Acraea atergatis is a butterfly in the family Nymphalidae. It is found in Malawi, the Democratic Republic of the Congo (Haut-Lomani, Cataractes, Kinshasa), Angola, Zambia, north-western Zimbabwe, northern Botswana and Namibia.

Description

A. atergatis Westw. (55 f) has two rather different seasonal forms.
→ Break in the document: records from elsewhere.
//! 편집 거리

use std::cmp::min;

/// 단위 비용 Levenshtein 거리 (문자 단위)
pub fn levenshtein_distance(s1: &str, s2: &str) -> usize {
    let a: Vec<char> = s1.chars().collect();
    let b: Vec<char> = s2.chars().collect();

    if a.is_empty() {
        return b.len();
    }
    if b.is_empty() {
        return a.len();
    }

    // 두 행만 유지
    let mut prev: Vec<usize> = (0..=b.len()).collect();
    let mut curr = vec![0; b.len() + 1];

    for (i, &ca) in a.iter().enumerate() {
        curr[0] = i + 1;
        for (j, &cb) in b.iter().enumerate() {
            let cost = usize::from(ca != cb);
            curr[j + 1] = min(min(prev[j + 1] + 1, curr[j] + 1), prev[j] + cost);
        }
        std::mem::swap(&mut prev, &mut curr);
    }

    prev[b.len()]
}

/// 최대 거리 이내일 때만 거리 반환
///
/// 길이 차가 이미 한도를 넘으면 계산하지 않음
pub fn bounded_distance(s1: &str, s2: &str, max: usize) -> Option<usize> {
    if s1.chars().count().abs_diff(s2.chars().count()) > max {
        return None;
    }
    Some(levenshtein_distance(s1, s2)).filter(|&d| d <= max)
}

/// 거리 기반 유사도: `1 - 거리 / 긴 쪽 길이` (둘 다 비면 0)
pub fn levenshtein_similarity(s1: &str, s2: &str) -> f64 {
    let max_len = s1.chars().count().max(s2.chars().count());
    if max_len == 0 {
        return 0.0;
    }
    1.0 - levenshtein_distance(s1, s2) as f64 / max_len as f64
}
//! 관련도 순위
//!
//! 점수 = 1.4 × 코사인 유사도 + 제목 위치 가산 + 본문 위치 가산 + 근접도 가산

use std::collections::HashSet;
use std::time::Instant;

use serde::{Deserialize, Serialize};

use crate::config::SearchConfig;
use crate::rank::tfidf::{cosine_similarity, TfidfVectorizer};
use crate::rank::tokenizer::tokenize;

const COSINE_WEIGHT: f64 = 1.4;
const TITLE_MAX: f64 = 0.20;
const TITLE_MIN: f64 = 0.05;
const CONTENT_MAX: f64 = 0.12;
const CONTENT_MIN: f64 = 0.03;
const PROXIMITY_MAX: f64 = 0.15;
/// 근접도 가산이 0이 되는 간격 (문자)
const PROXIMITY_WINDOW: f64 = 80.0;

/// 순위를 매길 문서
#[derive(Debug, Clone, PartialEq, Serialize, Deserialize)]
pub struct Document {
    pub id: String,
    #[serde(default)]
    pub title: String,
    #[serde(default)]
    pub content: String,
}

impl Document {
    pub fn new(id: impl Into<String>, title: impl Into<String>, content: impl Into<String>) -> Self {
        Self {
            id: id.into(),
            title: title.into(),
            content: content.into(),
        }
    }
}

/// 점수가 매겨진 문서
#[derive(Debug, Clone, PartialEq, Serialize, Deserialize)]
pub struct RankedDocument {
    pub id: String,
    pub title: String,
    pub content: String,
    pub score: f64,
}

/// TF-IDF 순위기
#[derive(Debug, Clone)]
pub struct Ranker {
    min_score: f64,
    max_features: usize,
}

impl Default for Ranker {
    fn default() -> Self {
        Self::from_config(&SearchConfig::default())
    }
}

impl Ranker {
    pub fn new(min_score: f64, max_features: usize) -> Self {
        Self {
            min_score,
            max_features,
        }
    }

    pub fn from_config(config: &SearchConfig) -> Self {
        Self::new(config.rank_min_score, config.max_features)
    }

    /// 질의와 관련된 문서를 점수 내림차순으로 (동점은 입력 순서)
    pub fn rank(&self, query: &str, documents: &[Document]) -> Vec<RankedDocument> {
        let started = Instant::now();

        let query_tokens = tokenize(query);
        if query_tokens.is_empty() {
            log::debug!("순위: 질의 토큰 없음 '{}'", query);
            return Vec::new();
        }

        let mut corpus = Vec::with_capacity(documents.len() + 1);
        corpus.push(query_tokens.clone());
        corpus.extend(
            documents
                .iter()
                .map(|d| tokenize(&format!("{} {}", d.title, d.content))),
        );

        let vectors = TfidfVectorizer::new(Some(self.max_features)).fit_transform(&corpus);
        let Some((query_vec, doc_vecs)) = vectors.split_first() else {
            return Vec::new();
        };
        log::debug!("순위: 벡터화 {:?}", started.elapsed());

        let needle = query.trim().to_lowercase();
        let unique_tokens: HashSet<&str> = query_tokens.iter().map(String::as_str).collect();

        let mut ranked: Vec<RankedDocument> = documents
            .iter()
            .zip(doc_vecs)
            .filter_map(|(doc, vec)| {
                let title = doc.title.to_lowercase();
                let content = doc.content.to_lowercase();
                let score = COSINE_WEIGHT * cosine_similarity(query_vec, vec)
                    + position_bonus(&title, &needle, TITLE_MIN, TITLE_MAX)
                    + position_bonus(&content, &needle, CONTENT_MIN, CONTENT_MAX)
                    + proximity_bonus(&content, &unique_tokens);

                (score >= self.min_score).then(|| RankedDocument {
                    id: doc.id.clone(),
                    title: doc.title.clone(),
                    content: doc.content.clone(),
                    score,
                })
            })
            .collect();

        // sort_by는 안정 정렬
        ranked.sort_by(|a, b| b.score.total_cmp(&a.score));

        log::info!(
            "순위 '{}': 문서 {}개 중 {}개, {:?}",
            query,
            documents.len(),
            ranked.len(),
            started.elapsed()
        );
        ranked
    }
}

/// 문자 단위 첫 위치
fn char_offset(haystack: &str, needle: &str) -> Option<usize> {
    haystack
        .find(needle)
        .map(|byte| haystack[..byte].chars().count())
}

/// `max(min, max × (1 − p/len))`, 없으면 0
fn position_bonus(text: &str, needle: &str, min: f64, max: f64) -> f64 {
    match char_offset(text, needle) {
        Some(p) => {
            let len = text.chars().count().max(1) as f64;
            (max * (1.0 - p as f64 / len)).max(min)
        }
        None => 0.0,
    }
}

/// 본문에서 찾은 질의 토큰 위치 사이 최소 간격 기반
fn proximity_bonus(content: &str, tokens: &HashSet<&str>) -> f64 {
    let mut positions: Vec<usize> = tokens
        .iter()
        .filter_map(|t| char_offset(content, t))
        .collect();
    if positions.len() < 2 {
        return 0.0;
    }
    positions.sort_unstable();
    let gap = positions
        .windows(2)
        .map(|w| w[1] - w[0])
        .min()
        .unwrap_or(0);
    (PROXIMITY_MAX * (1.0 - gap as f64 / PROXIMITY_WINDOW)).max(0.0)
}
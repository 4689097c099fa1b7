//! hansearch - 한국어 검색어 교정과 문서 순위

pub mod cache;
pub mod config;
pub mod core;
pub mod corpus;
pub mod correction;
pub mod engine;
pub mod error;
pub mod rank;
pub mod segmenter;

pub use crate::core::automaton::transliterate;
pub use crate::core::chosung::{classify, decompose_to_chosung, extract_syllables, QueryKind};
pub use config::SearchConfig;
pub use corpus::{MemoryCorpus, TermCorpus, TermRecord};
pub use correction::{CorrectionResult, Corrector, Provenance};
pub use engine::{QueryCorrection, RankedSearch, Searcher};
pub use error::{OracleError, Result, SearchError};
pub use rank::{Document, RankedDocument, Ranker};
//! TF-IDF 벡터 공간
//!
//! 호출마다 질의와 후보 문서 전체로 새 어휘를 만듭니다.
//! idf는 평활화된 `ln((1+n)/(1+df)) + 1`, 벡터는 L2 정규화합니다.

use std::collections::{BTreeMap, HashMap};

/// 희소 벡터 (특성 인덱스 오름차순)
#[derive(Debug, Clone, Default, PartialEq)]
pub struct SparseVector {
    entries: Vec<(usize, f64)>,
}

impl SparseVector {
    pub fn is_empty(&self) -> bool {
        self.entries.is_empty()
    }

    pub fn norm(&self) -> f64 {
        self.entries.iter().map(|(_, w)| w * w).sum::<f64>().sqrt()
    }

    pub fn dot(&self, other: &SparseVector) -> f64 {
        let (mut i, mut j, mut sum) = (0, 0, 0.0);
        while i < self.entries.len() && j < other.entries.len() {
            let (a, wa) = self.entries[i];
            let (b, wb) = other.entries[j];
            match a.cmp(&b) {
                std::cmp::Ordering::Less => i += 1,
                std::cmp::Ordering::Greater => j += 1,
                std::cmp::Ordering::Equal => {
                    sum += wa * wb;
                    i += 1;
                    j += 1;
                }
            }
        }
        sum
    }
}

/// 코사인 유사도 (영벡터가 끼면 0)
pub fn cosine_similarity(a: &SparseVector, b: &SparseVector) -> f64 {
    let denom = a.norm() * b.norm();
    if denom == 0.0 {
        return 0.0;
    }
    a.dot(b) / denom
}

#[derive(Debug, Clone)]
pub struct TfidfVectorizer {
    max_features: Option<usize>,
}

impl TfidfVectorizer {
    pub fn new(max_features: Option<usize>) -> Self {
        Self { max_features }
    }

    /// 토큰 목록들로 어휘를 만들고 각 문서를 벡터로
    pub fn fit_transform(&self, docs: &[Vec<String>]) -> Vec<SparseVector> {
        let counts: Vec<HashMap<&str, usize>> = docs
            .iter()
            .map(|tokens| {
                let mut tf = HashMap::new();
                for t in tokens {
                    *tf.entry(t.as_str()).or_insert(0) += 1;
                }
                tf
            })
            .collect();

        let vocabulary = self.vocabulary(&counts);
        let n = docs.len() as f64;
        let idf: Vec<f64> = vocabulary
            .values()
            .map(|&(_, df)| ((1.0 + n) / (1.0 + df as f64)).ln() + 1.0)
            .collect();
        let index: HashMap<&str, usize> = vocabulary
            .keys()
            .enumerate()
            .map(|(i, term)| (*term, i))
            .collect();

        counts
            .iter()
            .map(|tf| {
                let mut entries: Vec<(usize, f64)> = tf
                    .iter()
                    .filter_map(|(term, &count)| {
                        index.get(term).map(|&i| (i, count as f64 * idf[i]))
                    })
                    .collect();
                entries.sort_by_key(|&(i, _)| i);
                let mut vector = SparseVector { entries };
                let norm = vector.norm();
                if norm > 0.0 {
                    for (_, w) in &mut vector.entries {
                        *w /= norm;
                    }
                }
                vector
            })
            .collect()
    }

    /// 사전순 어휘 → (전체 빈도, 문서 빈도)
    ///
    /// `max_features`를 넘으면 전체 빈도 상위만 남김 (동률은 사전순)
    fn vocabulary<'a>(&self, counts: &[HashMap<&'a str, usize>]) -> BTreeMap<&'a str, (usize, usize)> {
        let mut vocab: BTreeMap<&str, (usize, usize)> = BTreeMap::new();
        for tf in counts {
            for (&term, &count) in tf {
                let entry = vocab.entry(term).or_insert((0, 0));
                entry.0 += count;
                entry.1 += 1;
            }
        }

        match self.max_features {
            Some(limit) if vocab.len() > limit => {
                let mut ranked: Vec<(&str, (usize, usize))> = vocab.into_iter().collect();
                // 사전순으로 들어와 있으므로 안정 정렬이면 동률은 사전순 유지
                ranked.sort_by(|a, b| b.1 .0.cmp(&a.1 .0));
                ranked.truncate(limit);
                ranked.into_iter().collect()
            }
            _ => vocab,
        }
    }
}
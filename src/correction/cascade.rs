//! 교정 단계 연쇄
//!
//! 짧은 질의 → 정확 일치 → 퍼지 후보 → 오라클 순으로 시도하고 처음 성공한 단계의 결과를 씁니다.
//! 오라클 실패는 에러가 아니라 `OracleUnavailable` 결과로 낮춰집니다.

use std::sync::Arc;

use serde::{Deserialize, Serialize};

use crate::config::SearchConfig;
use crate::core::automaton::transliterate;
use crate::corpus::TermCorpus;
use crate::correction::fuzzy::{Candidate, FuzzyMatcher};
use crate::correction::oracle::{OracleGateway, OracleRequest};
use crate::error::Result;

/// 오라클에 넘길 힌트 개수
const ORACLE_HINT_LIMIT: usize = 5;

const EXACT_CONFIDENCE: f64 = 100.0;
const FUZZY_BASE_CONFIDENCE: f64 = 90.0;
const FUZZY_DISTANCE_PENALTY: f64 = 8.0;
const ORACLE_CONFIDENCE: f64 = 50.0;

/// 결과를 만든 단계
#[derive(Debug, Clone, Copy, PartialEq, Eq, Hash, Serialize, Deserialize)]
#[serde(rename_all = "kebab-case")]
pub enum Provenance {
    TooShort,
    Exact,
    Fuzzy,
    Oracle,
    OracleUnavailable,
}

/// 교정 결과
#[derive(Debug, Clone, PartialEq, Serialize, Deserialize)]
pub struct CorrectionResult {
    /// 입력 질의 (앞뒤 공백 제거)
    pub original: String,
    /// 자판 변환이 일어난 경우 변환 결과
    pub transliterated: Option<String>,
    pub corrected: String,
    pub confidence: f64,
    pub provenance: Provenance,
    pub frequency: u64,
    pub top_category: Option<String>,
    /// 퍼지 단계 후보 (다른 단계에서는 비어 있음)
    pub candidates: Vec<Candidate>,
}

impl CorrectionResult {
    fn unchanged(original: &str, transliterated: Option<String>, provenance: Provenance) -> Self {
        Self {
            original: original.to_string(),
            transliterated,
            corrected: original.to_string(),
            confidence: 0.0,
            provenance,
            frequency: 0,
            top_category: None,
            candidates: Vec::new(),
        }
    }

    /// 교정 없이 그대로 쓸 수 있는 정확 일치인지
    pub fn is_exact(&self) -> bool {
        self.provenance == Provenance::Exact
    }
}

/// ASCII 문자로만 되어 있고 영문자가 하나라도 있으면 한글 자판 오타로 간주
pub fn needs_transliteration(query: &str) -> bool {
    query.is_ascii() && query.chars().any(|c| c.is_ascii_alphabetic())
}

/// 용어 교정기
pub struct Corrector {
    corpus: Arc<dyn TermCorpus>,
    oracle: Option<OracleGateway>,
    config: SearchConfig,
}

impl Corrector {
    pub fn new(corpus: Arc<dyn TermCorpus>, config: SearchConfig) -> Self {
        Self {
            corpus,
            oracle: None,
            config,
        }
    }

    pub fn with_oracle(mut self, oracle: OracleGateway) -> Self {
        self.oracle = Some(oracle);
        self
    }

    pub fn has_oracle(&self) -> bool {
        self.oracle.is_some()
    }

    pub fn config(&self) -> &SearchConfig {
        &self.config
    }

    /// 질의 교정
    ///
    /// 저장소 접근 실패만 에러로 전달합니다.
    pub fn correct(&self, term: &str) -> Result<CorrectionResult> {
        let original = term.trim();
        let transliterated = needs_transliteration(original).then(|| transliterate(original));
        let query = transliterated.as_deref().unwrap_or(original);

        // 1) 너무 짧음
        if query.chars().count() < self.config.min_query_chars {
            return Ok(CorrectionResult::unchanged(
                original,
                transliterated,
                Provenance::TooShort,
            ));
        }

        // 2) 정확 일치 (변환했다면 원래 영문도 확인)
        let mut exact = self.corpus.exact_lookup(query)?;
        if exact.is_none() && query != original {
            exact = self.corpus.exact_lookup(original)?;
        }
        if let Some(record) = exact {
            log::debug!("교정 '{}': 정확 일치", original);
            return Ok(CorrectionResult {
                original: original.to_string(),
                transliterated,
                corrected: record.term.clone(),
                confidence: EXACT_CONFIDENCE,
                provenance: Provenance::Exact,
                frequency: record.freq(),
                top_category: record.top_category,
                candidates: Vec::new(),
            });
        }

        // 3) 퍼지 후보
        let matcher = FuzzyMatcher::new(self.corpus.as_ref(), &self.config);
        let mut pool = matcher.prefilter_pool(query)?;
        let mut candidates = matcher.score_pool(query, &pool);
        if candidates.is_empty() && query != original {
            // 로마자 용어의 오타는 변환 전 입력으로 다시 찾음
            let raw_pool = matcher.prefilter_pool(original)?;
            let raw_candidates = matcher.score_pool(original, &raw_pool);
            if !raw_candidates.is_empty() {
                pool = raw_pool;
                candidates = raw_candidates;
            }
        }
        if let Some(best) = candidates.first().cloned() {
            log::debug!(
                "교정 '{}' -> '{}' (거리 {})",
                original,
                best.term,
                best.distance
            );
            return Ok(CorrectionResult {
                original: original.to_string(),
                transliterated,
                corrected: best.term,
                confidence: FUZZY_BASE_CONFIDENCE - FUZZY_DISTANCE_PENALTY * best.distance as f64,
                provenance: Provenance::Fuzzy,
                frequency: best.frequency,
                top_category: best.top_category,
                candidates,
            });
        }

        // 4) 오라클
        let Some(gateway) = &self.oracle else {
            return Ok(CorrectionResult::unchanged(
                original,
                transliterated,
                Provenance::OracleUnavailable,
            ));
        };
        let request = OracleRequest {
            original: original.to_string(),
            transliterated: query.to_string(),
            hints: matcher.near_misses(query, &pool, ORACLE_HINT_LIMIT),
        };
        match gateway.infer(&request) {
            Ok(word) => {
                log::debug!("교정 '{}' -> '{}' (오라클)", original, word);
                Ok(CorrectionResult {
                    original: original.to_string(),
                    transliterated,
                    corrected: word,
                    confidence: ORACLE_CONFIDENCE,
                    provenance: Provenance::Oracle,
                    frequency: 0,
                    top_category: None,
                    candidates: Vec::new(),
                })
            }
            Err(e) => {
                log::warn!("오라클 교정 실패 '{}': {}", original, e);
                Ok(CorrectionResult::unchanged(
                    original,
                    transliterated,
                    Provenance::OracleUnavailable,
                ))
            }
        }
    }
}

#[cfg(test)]
mod tests {
    use super::*;
    use crate::corpus::{MemoryCorpus, PrefilterQuery, TermRecord};
    use crate::correction::oracle::Oracle;
    use crate::error::{OracleError, SearchError};
    use parking_lot::Mutex;
    use std::time::Duration;

    fn corpus() -> Arc<MemoryCorpus> {
        Arc::new(MemoryCorpus::from_records(vec![
            TermRecord::new("삼성전자", 1200),
            TermRecord::new("삼성", 900),
            TermRecord::new("테슬라", 700),
            TermRecord::new("Apple", 100),
            TermRecord::new("Tesla", 500),
        ]))
    }

    /// 요청을 기록하고 정해진 응답을 주는 오라클
    struct RecordingOracle {
        reply: std::result::Result<String, OracleError>,
        seen: Mutex<Vec<OracleRequest>>,
    }

    impl Oracle for RecordingOracle {
        fn infer(&self, request: &OracleRequest) -> std::result::Result<String, OracleError> {
            self.seen.lock().push(request.clone());
            self.reply.clone()
        }

        fn suggest_list(
            &self,
            _request: &OracleRequest,
        ) -> std::result::Result<String, OracleError> {
            Err(OracleError::Unavailable)
        }
    }

    fn with_oracle(reply: std::result::Result<String, OracleError>) -> (Corrector, Arc<RecordingOracle>) {
        let oracle = Arc::new(RecordingOracle {
            reply,
            seen: Mutex::new(Vec::new()),
        });
        let gateway = OracleGateway::new(oracle.clone(), Duration::from_secs(1), 16);
        let corrector = Corrector::new(corpus(), SearchConfig::default()).with_oracle(gateway);
        (corrector, oracle)
    }

    struct BrokenCorpus;

    impl TermCorpus for BrokenCorpus {
        fn prefilter(&self, _query: &PrefilterQuery) -> Result<Vec<TermRecord>> {
            Err(SearchError::corpus_unavailable("down"))
        }

        fn exact_lookup(&self, _term: &str) -> Result<Option<TermRecord>> {
            Err(SearchError::corpus_unavailable("down"))
        }
    }

    #[test]
    fn test_too_short() {
        let corrector = Corrector::new(corpus(), SearchConfig::default());
        for q in ["", "a", " 삼 "] {
            let result = corrector.correct(q).unwrap();
            assert_eq!(result.provenance, Provenance::TooShort);
            assert_eq!(result.confidence, 0.0);
        }
    }

    #[test]
    fn test_too_short_counts_composed_syllables() {
        let corrector = Corrector::new(corpus(), SearchConfig::default());
        // 키 두 개지만 한 음절
        let result = corrector.correct("rk").unwrap();
        assert_eq!(result.provenance, Provenance::TooShort);
        assert_eq!(result.transliterated.as_deref(), Some("가"));

        let result = corrector.correct("rkrk").unwrap();
        assert_ne!(result.provenance, Provenance::TooShort);
        assert_eq!(result.transliterated.as_deref(), Some("가가"));
    }

    #[test]
    fn test_exact() {
        let corrector = Corrector::new(corpus(), SearchConfig::default());
        let result = corrector.correct("삼성전자").unwrap();
        assert_eq!(result.provenance, Provenance::Exact);
        assert_eq!(result.confidence, 100.0);
        assert_eq!(result.corrected, result.original);
        assert_eq!(result.frequency, 1200);
        assert!(result.is_exact());
    }

    #[test]
    fn test_exact_after_transliteration() {
        let corrector = Corrector::new(corpus(), SearchConfig::default());
        let result = corrector.correct("tkatjd").unwrap();
        assert_eq!(result.provenance, Provenance::Exact);
        assert_eq!(result.transliterated.as_deref(), Some("삼성"));
        assert_eq!(result.corrected, "삼성");
    }

    #[test]
    fn test_exact_on_untransliterated_ascii() {
        let corrector = Corrector::new(corpus(), SearchConfig::default());
        let result = corrector.correct("Apple").unwrap();
        assert_eq!(result.provenance, Provenance::Exact);
        assert_eq!(result.corrected, "Apple");
    }

    #[test]
    fn test_fuzzy() {
        let corrector = Corrector::new(corpus(), SearchConfig::default());
        let result = corrector.correct("삼성쩐자").unwrap();
        assert_eq!(result.provenance, Provenance::Fuzzy);
        assert_eq!(result.corrected, "삼성전자");
        assert_eq!(result.confidence, 82.0);
        assert!(!result.candidates.is_empty());
    }

    #[test]
    fn test_fuzzy_on_latin_typo() {
        let corrector = Corrector::new(corpus(), SearchConfig::default());
        let result = corrector.correct("Tesal").unwrap();
        assert_eq!(result.provenance, Provenance::Fuzzy);
        assert_eq!(result.corrected, "Tesla");
        assert_eq!(result.confidence, 74.0);
        assert!(result.transliterated.is_some());
    }

    #[test]
    fn test_no_oracle_configured() {
        let corrector = Corrector::new(corpus(), SearchConfig::default());
        let result = corrector.correct("없는단어").unwrap();
        assert_eq!(result.provenance, Provenance::OracleUnavailable);
        assert_eq!(result.corrected, "없는단어");
        assert_eq!(result.confidence, 0.0);
    }

    #[test]
    fn test_oracle_success() {
        let (corrector, oracle) = with_oracle(Ok("딸기\n".to_string()));
        let result = corrector.correct("EKfrl").unwrap();
        // 딸기는 저장소에 없으므로 오라클까지 내려감
        assert_eq!(result.provenance, Provenance::Oracle);
        assert_eq!(result.corrected, "딸기");
        assert_eq!(result.confidence, 50.0);

        let seen = oracle.seen.lock();
        assert_eq!(seen[0].original, "EKfrl");
        assert_eq!(seen[0].transliterated, "딸기");
    }

    #[test]
    fn test_oracle_failure_downgrades() {
        let (corrector, _) = with_oracle(Err(OracleError::Request("500".to_string())));
        let result = corrector.correct("없는단어").unwrap();
        assert_eq!(result.provenance, Provenance::OracleUnavailable);
        assert_eq!(result.corrected, "없는단어");

        let (corrector, _) = with_oracle(Ok("unknown".to_string()));
        let result = corrector.correct("없는단어").unwrap();
        assert_eq!(result.provenance, Provenance::OracleUnavailable);
    }

    #[test]
    fn test_corpus_unavailable_propagates() {
        let corrector = Corrector::new(Arc::new(BrokenCorpus), SearchConfig::default());
        assert!(matches!(
            corrector.correct("삼성전자"),
            Err(SearchError::CorpusUnavailable(_))
        ));
        // 짧은 질의는 저장소를 건드리지 않음
        assert!(corrector.correct("a").is_ok());
    }

    #[test]
    fn test_needs_transliteration() {
        assert!(needs_transliteration("tkatjd"));
        assert!(needs_transliteration("tkatjd 2"));
        assert!(!needs_transliteration("2024"));
        assert!(!needs_transliteration("삼성"));
        assert!(!needs_transliteration("삼성a"));
    }

    #[test]
    fn test_provenance_serialization() {
        assert_eq!(
            serde_json::to_string(&Provenance::OracleUnavailable).unwrap(),
            "\"oracle-unavailable\""
        );
        assert_eq!(serde_json::to_string(&Provenance::TooShort).unwrap(), "\"too-short\"");
    }
}
//! 한글 조합/분해 핵심 로직

pub mod automaton;
pub mod chosung;
pub mod keymap;
pub mod unicode;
In both forms the wings above are bright uniform orange-yellow to the base, beneath in the dry-season form lighter and in the rainy-season form somewhat darker and more reddish than above; the black dots are arranged as in oncaea, but in the rainy-season form very large and thick; the forewing above is only narrowly black at the costal and distal margins, but without apical spot, and has strong black streaks in 3 to 6; the hindwing is a little blackened at the base of cellule 1 c and the cell; the seasonal forms differ particularly in the development of the marginal band of the hindwing; in the rainy-season form the black marginal band is on both surfaces about 1 mm. in breadth, above unspotted, beneath with narrow streak-like white marginal spots; in the dry-season form the marginal band 
is entirely absent or is only weakly indicated beneath, hence the marginal streaks of the under surface shade into the ground-colour without any dividing-line; the under surface of the hindwing has more or less distinct red spots. Angola; southern Congo region and Rhodesia.

Biology 
The habitat consists of open areas in deciduous woodland.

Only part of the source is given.